Coloring Outside the Lines
Romans 8:1-11; Genesis 25:19-34; Matthew 13:1-9, 18-23

Did you learn to color inside the lines? My mother probably taught me that. I’m sure I had to know that before I went to school. It was hard with those big fat crayons I had at first. Then I graduated to the regular-sized crayons, which made it easier, but they got blunted so quickly. Finally I got the big Crayola box of 64 which also had a sharpener in the box. That was great. Later on I had colored pencils – not as many colors but easier to keep the points sharp. And with the pencils I really worked hard to have the strokes all going the same direction.

Coloring inside the lines is probably one of the most important things we learn as children. It is far more than just crayons. Life is filled with lines and we have got to learn to stay within them. That’s the gist of so much of what parents teach us: Keep your nose clean, don’t wet your pants, clean your plate, don’t make waves.

You can speak for yourselves, but I know that I learned to be very adept at following the lines. The engineer in me knows that close doesn’t cut it if you are building a house or a bridge. The bookkeeper in me says, find that penny; it’s in there somewhere. And the stated clerk part of me says that this is what the book says.

When it comes to lines, one of my best friends is the trim brush. I love painting trim. It is an exact and exacting skill to cut a crisp, straight line. Anyone can paint a wall. Doing trim is an art form. A member of the first church I served was a car dealer and in the days before factory appliques he used to paint by hand the pin-striping that was popular on cars. That takes a steady hand as well as a good brush.
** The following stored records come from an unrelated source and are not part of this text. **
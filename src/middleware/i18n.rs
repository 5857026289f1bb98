// src/middleware/i18n.rs

use axum::extract::FromRequestParts;
use axum::http::{header, request::Parts};

use crate::common::i18n::DEFAULT_LANG;

// Idioma preferido do cliente, só a parte primária da tag ("pt-BR" -> "pt")
#[derive(Debug, Clone, PartialEq, Eq)]
pub struct Locale(pub String);

impl Default for Locale {
    fn default() -> Self {
        Locale(DEFAULT_LANG.to_string())
    }
}

impl Locale {
    pub fn from_header(value: Option<&str>) -> Self {
        value
            .and_then(|header_str| {
                accept_language::parse(header_str)
                    .first()
                    .map(|tag| tag.split('-').next().unwrap_or(tag).to_ascii_lowercase())
            })
            .map(Locale)
            .unwrap_or_default()
    }
}

impl<S> FromRequestParts<S> for Locale
where
    S: Send + Sync,
{
    type Rejection = std::convert::Infallible;

    async fn from_request_parts(parts: &mut Parts, _state: &S) -> Result<Self, Self::Rejection> {
        let header_value = parts
            .headers
            .get(header::ACCEPT_LANGUAGE)
            .and_then(|value| value.to_str().ok());

        Ok(Locale::from_header(header_value))
    }
}

#[cfg(test)]
mod tests {
    use super::*;

    #[test]
    fn keeps_primary_subtag_of_preferred_language() {
        assert_eq!(Locale::from_header(Some("pt-BR,pt;q=0.9,en;q=0.8")).0, "pt");
        assert_eq!(Locale::from_header(Some("en")).0, "en");
    }

    #[test]
    fn missing_header_uses_default() {
        assert_eq!(Locale::from_header(None), Locale::default());
        assert_eq!(Locale::from_header(Some("")).0, DEFAULT_LANG);
    }
}
// src/handlers/auth.rs

use axum::{extract::State, Json};
use axum_extra::extract::WithRejection;
use validator::Validate;

use crate::{
    common::error::{ApiError, AppError, Entity},
    config::AppState,
    middleware::{auth::AuthenticatedUser, i18n::Locale},
    models::{
        auth::{LoginResponse, LoginUserPayload},
        user::User,
    },
};

// POST /api/auth/login
pub async fn login(
    State(app_state): State<AppState>,
    locale: Locale,
    WithRejection(Json(payload), _): WithRejection<Json<LoginUserPayload>, AppError>,
) -> Result<Json<LoginResponse>, ApiError> {
    payload
        .validate()
        .map_err(|e| AppError::ValidationError(e).to_api_error(&locale, &app_state.i18n_store))?;

    let (user, token) = app_state
        .auth_service
        .login(&payload.email, &payload.password)
        .await
        .map_err(|e| e.to_api_error(&locale, &app_state.i18n_store))?;

    Ok(Json(LoginResponse {
        message: app_state.i18n_store.translate(&locale.0, "msg.login_ok"),
        user,
        token,
    }))
}

// GET /api/auth/me
pub async fn get_me(
    State(app_state): State<AppState>,
    locale: Locale,
    AuthenticatedUser(current): AuthenticatedUser,
) -> Result<Json<User>, ApiError> {
    let user = app_state
        .user_repo
        .find_by_id(current.id)
        .await
        .and_then(|user| user.ok_or(AppError::NotFound(Entity::User)))
        .map_err(|e| e.to_api_error(&locale, &app_state.i18n_store))?;

    Ok(Json(user))
}
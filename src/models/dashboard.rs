// src/models/dashboard.rs

use rust_decimal::Decimal;
use serde::Serialize;
use sqlx::FromRow;

use crate::models::property::PropertyStatus;

#[derive(Debug, Clone, Copy, PartialEq, Eq, Serialize, FromRow)]
#[serde(rename_all = "camelCase")]
pub struct StatusCount {
    pub status: PropertyStatus,
    pub count: i64,
}

// Comissões das vendas aprovadas no mês corrente
#[derive(Debug, Clone, Copy, Default, PartialEq, Eq, Serialize, FromRow)]
#[serde(rename_all = "camelCase")]
pub struct MonthlySales {
    pub total_income: Decimal,
    pub sales_count: i64,
}

// Os cards da home
#[derive(Debug, Clone, PartialEq, Eq, Serialize)]
#[serde(rename_all = "camelCase")]
pub struct DashboardSummary {
    pub properties: Vec<StatusCount>,
    pub active_agents: i64,
    pub monthly_sales: MonthlySales,
    pub pending_sales: i64,
}

/// Uma entrada por status, com zero para os que não aparecem no GROUP BY.
pub fn fill_status_counts(rows: &[StatusCount]) -> Vec<StatusCount> {
    PropertyStatus::ALL
        .iter()
        .map(|&status| StatusCount {
            status,
            count: rows
                .iter()
                .find(|row| row.status == status)
                .map_or(0, |row| row.count),
        })
        .collect()
}

#[cfg(test)]
mod tests {
    use super::*;

    #[test]
    fn missing_statuses_count_as_zero() {
        let rows = [StatusCount { status: PropertyStatus::Vendido, count: 3 }];
        let filled = fill_status_counts(&rows);

        assert_eq!(filled.len(), PropertyStatus::ALL.len());
        assert_eq!(filled[0], StatusCount { status: PropertyStatus::Disponible, count: 0 });
        assert_eq!(filled[2], StatusCount { status: PropertyStatus::Vendido, count: 3 });
    }

    #[test]
    fn empty_database_gives_all_zeros() {
        assert!(fill_status_counts(&[]).iter().all(|entry| entry.count == 0));
    }
}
I wonder if Mary taught Jesus about coloring inside the lines. Joseph the carpenter may have taught him about precision. He had to deal with close measurements.

I have a feeling that much of what Jesus learned he learned from his other Father. Apparently he didn’t learn much about lines, for he was always blurring them or ignoring them. He talked with an unchaperoned Gentile woman sinner. By way of story he blessed the landowner who paid the 5:00 pm workers as much as the 7:00 am workers. He ate meals with Pharisees and tax collectors. He associated with fishermen and herders. He fed his disciples and healed people on the Sabbath. He saluted the faith of the Roman centurion who sought long-distance healing for his servant. He told the young ruler to go against the economics of the time and sell his riches if he wanted to get right with God. He suggested that the scheming, book-cooking manager had skills and nerve that should be emulated. He commended the Samaritan cured of a leprous disease for taking time to thank him and the man who had been blind from birth for seeing that Jesus’ giving him sight was an act of God. He told a story about a father who welcomed back a repentant profligate younger son and was snubbed by an ungrateful proper older son. And Jesus backed the keepers of the Law into corners by discussing the Baptizer’s authority and the right of sinful people to stone the woman caught in adultery.

Someone there is who doesn’t love a line. And that someone is Jesus.

He comes by it naturally. Or should I say unnaturally, since I mean his heavenly Father. God has a way of ignoring lines, coloring outside the prescribed area. If we strung together most of the Old Testament stories we have heard or will hear this summer, we would have much of the story of Abraham and his clan. God used an elderly woman – wife Sarah – to produce an offspring for the childless couple. Abraham flirts with killing his son on Moriah. Isaac’s wife Rebekah also is childless until she prepares to bear twins, one apparently a fool and the other definitely a trickster. And the prophecy was that the younger will rule the older, which is not the usual way of things. The trickster, Jacob, will be temporarily out-tricked by his father-in-law, but will eventually come out far ahead. His brood of sons from two wives and two mistresses are filled with their own conceits and deceits, yet out of them will come a nation of bickerers, believers, and bearers of the Law, the lineage of Jesus and our ancestors in faith.

The Law was both blessing and bane. And if you listen deeply to Paul, it was mostly bane. For the good at which it aimed, increasingly made it impossible to achieve the desired good. The Law was the line within which life was to be colored and it was impossible to keep control of the coloring. The life coloring erratically leapt outside the line or never got close on the inside. In a sense, the line became more important than the paper on which it was found, or the picture which the line described.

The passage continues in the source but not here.